A mildly alkaline all-purpose cleaning agent (soap solu­tion) is recommended for cleaning the operating table and accessories. Further, the cleaning agent should contain surfactants and phosphates as the active cleaning agents. Use the cleaning agent in concen­trated form if the surfaces are extremely soiled. This will, however, make it necessary to rinse them after­wards with clear water. Then use a dry cloth to remove any water which may have collected. We recommend to cover the table top with sterile sheets when not in use. Surface disinfectants which contain neither chlorine nor compounds which would liberate chlorine are suitable for sanitizing. We suggest using a standard surface disinfectant in an aqueous solution to disinfect the operating table upholstery. Please observe the manufacturers instructions for use and disinfect manually. Hand sanitizing compounds are not suitable for disinfecting the operating table padding since they usually contain alcohol or compounds of alcohol. Disinfection agents containing alcohol must not be used on the padding since excess exposure to alcohol (i.e. collections of liquids containing alcohol and remaining in contact with the surface for longer than 5 minutes) could damage the finish of the padding. The potential hazard of forming explosive mixtures also precludes using agents containing alcohol for surface disinfection.

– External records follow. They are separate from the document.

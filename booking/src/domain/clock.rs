//! [`Clock`] definitions.

use common::DateTime;
use time::{Date, UtcOffset};

/// Source of the current time in the customer's locale.
#[derive(Clone, Copy, Debug)]
pub struct Clock {
    /// UTC offset of the customer's locale.
    offset: UtcOffset,

    /// Fixed current time, if this [`Clock`] is frozen.
    frozen: Option<DateTime>,
}

impl Clock {
    /// Creates a new [`Clock`] following the system time.
    #[must_use]
    pub const fn system(offset: UtcOffset) -> Self {
        Self {
            offset,
            frozen: None,
        }
    }

    /// Creates a new [`Clock`] always returning the provided `now`.
    #[must_use]
    pub const fn frozen(now: DateTime, offset: UtcOffset) -> Self {
        Self {
            offset,
            frozen: Some(now),
        }
    }

    /// Returns the UTC offset of the customer's locale.
    #[must_use]
    pub const fn offset(&self) -> UtcOffset {
        self.offset
    }

    /// Returns the current [`DateTime`].
    #[must_use]
    pub fn now(&self) -> DateTime {
        self.frozen.unwrap_or_else(DateTime::now)
    }

    /// Returns the current calendar [`Date`] in the customer's locale.
    #[must_use]
    pub fn today(&self) -> Date {
        self.now().date_at(self.offset)
    }
}

impl Default for Clock {
    fn default() -> Self {
        Self::system(UtcOffset::UTC)
    }
}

It is for this reason that we recommend using an aldehyde-based disinfectant to clean the surfaces.
Disinfection of the castors:
l Raise the operating table to the highest position, function key (j). l Grip the rear cover (17) with both hands from the sides and pull it upwards. l Slightly lift the front cover (21) at the front end and pull it forward. l Unscrew the castor covers (47/48); the castors are now accessible for disinfection.
l Re-assemble the covers of the castors l Slide the inclined front cover (21) from the front onto
the T-base and press firmly into place. l Slide the rear base cover (17) from above onto the T- base and take care that the edges of the front cover are covered at the same time.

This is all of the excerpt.